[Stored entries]
┌──

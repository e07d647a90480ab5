// SPDX-License-Identifier: GPL-3.0-only

//! Live detection handlers
//!
//! Frame admission, decode results and the cooldown that keeps one code from
//! being acted on again while it is still in view.

use crate::app::dispatcher::Notice;
use crate::app::frame_processor::{QrDetection, decode_until_finished, first_payload};
use crate::app::{Message, ScannerApp};
use crate::backends::camera::types::CameraFrame;
use crate::constants::timing;
use crate::errors::DecodeError;
use std::sync::Arc;
use tracing::{debug, info, warn};

/// Where an accepted payload came from
#[derive(Debug, Clone, Copy, PartialEq, Eq)]
pub(crate) enum DetectionSource {
    Live,
    Gallery,
}

impl ScannerApp {
    // =========================================================================
    // Frame Handlers
    // =========================================================================

    pub(crate) fn handle_frame_captured(&mut self, frame: CameraFrame) {
        self.frame_count += 1;
        if self.frame_count % timing::FRAME_LOG_INTERVAL == 0 {
            debug!(
                frames = self.frame_count,
                analyzed = self.analyzer.analyzed(),
                dropped = self.analyzer.dropped(),
                "Frame statistics"
            );
        }

        let frame = Arc::new(frame);
        self.preview = Some(Arc::clone(&frame));

        if !self.analyzer.try_acquire() {
            return;
        }

        let decoder = Arc::clone(&self.decoder);
        let timeout = self.config.decode_timeout();
        let sender = self.sender.clone();
        tokio::spawn(async move {
            let stall_sender = sender.clone();
            let result = decode_until_finished(decoder, frame, timeout, move |e| {
                let _ = stall_sender.send(Message::DecodeStalled(e));
            })
            .await;
            let _ = sender.send(Message::FrameDecoded(result));
        });
    }

    /// The slot stays taken until the stalled worker comes back
    pub(crate) fn handle_decode_stalled(&mut self, error: DecodeError) {
        warn!(error = %error, "Live decode stalled");
        self.notify(Notice::error(error.to_string()));
    }

    pub(crate) fn handle_frame_decoded(&mut self, result: Result<Vec<QrDetection>, DecodeError>) {
        self.analyzer.release();

        match result {
            Ok(detections) => {
                if let Some(detection) = first_payload(&detections) {
                    let detection = detection.clone();
                    self.handle_detection(detection, DetectionSource::Live);
                }
            }
            Err(DecodeError::InvalidFrame(reason)) => {
                debug!(reason = %reason, "Skipped malformed frame");
            }
            Err(DecodeError::TimedOut(_)) => {
                debug!("Stalled decode finished, slot free again");
            }
            Err(e) => {
                warn!(error = %e, "Live decode failed");
                self.notify(Notice::error(e.to_string()));
            }
        }
    }

    /// Act on one decoded payload
    ///
    /// Live payloads pass through the gate; gallery payloads already hold it.
    pub(crate) fn handle_detection(&mut self, detection: QrDetection, source: DetectionSource) {
        if source == DetectionSource::Live {
            let Some(epoch) = self.session.gate.try_begin_cooldown() else {
                debug!("Gate suppressed, ignoring detection");
                return;
            };
            self.schedule_rearm(epoch);
        }

        info!(
            kind = detection.action.kind().display_name(),
            source = ?source,
            "QR code accepted"
        );

        self.feedback.fire();
        self.dispatcher.dispatch(&detection.action);
        self.last_detection = Some(detection);
    }

    fn schedule_rearm(&self, epoch: u64) {
        let delay = self.config.rearm_delay();
        let sender = self.sender.clone();
        tokio::spawn(async move {
            tokio::time::sleep(delay).await;
            let _ = sender.send(Message::Rearm(epoch));
        });
    }

    pub(crate) fn handle_rearm(&mut self, epoch: u64) {
        if self.session.gate.rearm(epoch) {
            debug!(epoch, "Scanner re-armed");
        } else {
            debug!(epoch, "Ignoring stale re-arm");
        }
    }
}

└──

Problem to work on
Every line of the data above should be retyped precisely.

Response box
repository e07d647a90480ab5
// SPDX-License-Identifier: GPL-3.0-only

//! Live detection handlers
//!
//! Frame admission, decode results and the cooldown that keeps one code from
//! being acted on again while it is still in view.

use crate::app::dispatcher::Notice;
use crate::app::frame_processor::{QrDetection, decode_until_finished, first_payload};
use crate::app::{Message, ScannerApp};
use crate::backends::camera::types::CameraFrame;
use crate::constants::timing;
use crate::errors::DecodeError;
use std::sync::Arc;
use tracing::{debug, info, warn};

/// Where an accepted payload came from
#[derive(Debug, Clone, Copy, PartialEq, Eq)]
pub(crate) enum DetectionSource {
    Live,
    Gallery,
}

impl ScannerApp {
    // =========================================================================
    // Frame Handlers
    // =========================================================================

    pub(crate) fn handle_frame_captured(&mut self, frame: CameraFrame) {
        self.frame_count += 1;
        if self.frame_count % timing::FRAME_LOG_INTERVAL == 0 {
            debug!(
                frames = self.frame_count,
                analyzed = self.analyzer.analyzed(),
                dropped = self.analyzer.dropped(),
                "Frame statistics"
            );
        }

        let frame = Arc::new(frame);
        self.preview = Some(Arc::clone(&frame));

        if !self.analyzer.try_acquire() {
            return;
        }

        let decoder = Arc::clone(&self.decoder);
        let timeout = self.config.decode_timeout();
        let sender = self.sender.clone();
        tokio::spawn(async move {
            let stall_sender = sender.clone();
            let result = decode_until_finished(decoder, frame, timeout, move |e| {
                let _ = stall_sender.send(Message::DecodeStalled(e));
            })
            .await;
            let _ = sender.send(Message::FrameDecoded(result));
        });
    }

    /// The slot stays taken until the stalled worker comes back
    pub(crate) fn handle_decode_stalled(&mut self, error: DecodeError) {
        warn!(error = %error, "Live decode stalled");
        self.notify(Notice::error(error.to_string()));
    }

    pub(crate) fn handle_frame_decoded(&mut self, result: Result<Vec<QrDetection>, DecodeError>) {
        self.analyzer.release();

        match result {
            Ok(detections) => {
                if let Some(detection) = first_payload(&detections) {
                    let detection = detection.clone();
                    self.handle_detection(detection, DetectionSource::Live);
                }
            }
            Err(DecodeError::InvalidFrame(reason)) => {
                debug!(reason = %reason, "Skipped malformed frame");
            }
            Err(DecodeError::TimedOut(_)) => {
                debug!("Stalled decode finished, slot free again");
            }
            Err(e) => {
                warn!(error = %e, "Live decode failed");
                self.notify(Notice::error(e.to_string()));
            }
        }
    }

    /// Act on one decoded payload
    ///
    /// Live payloads pass through the gate; gallery payloads already hold it.
    pub(crate) fn handle_detection(&mut self, detection: QrDetection, source: DetectionSource) {
        if source == DetectionSource::Live {
            let Some(epoch) = self.session.gate.try_begin_cooldown() else {
                debug!("Gate suppressed, ignoring detection");
                return;
            };
            self.schedule_rearm(epoch);
        }

        info!(
            kind = detection.action.kind().display_name(),
            source = ?source,
            "QR code accepted"
        );

        self.feedback.fire();
        self.dispatcher.dispatch(&detection.action);
        self.last_detection = Some(detection);
    }

    fn schedule_rearm(&self, epoch: u64) {
        let delay = self.config.rearm_delay();
        let sender = self.sender.clone();
        tokio::spawn(async move {
            tokio::time::sleep(delay).await;
            let _ = sender.send(Message::Rearm(epoch));
        });
    }

    pub(crate) fn handle_rearm(&mut self, epoch: u64) {
        if self.session.gate.rearm(epoch) {
            debug!(epoch, "Scanner re-armed");
        } else {
            debug!(epoch, "Ignoring stale re-arm");
        }
    }
}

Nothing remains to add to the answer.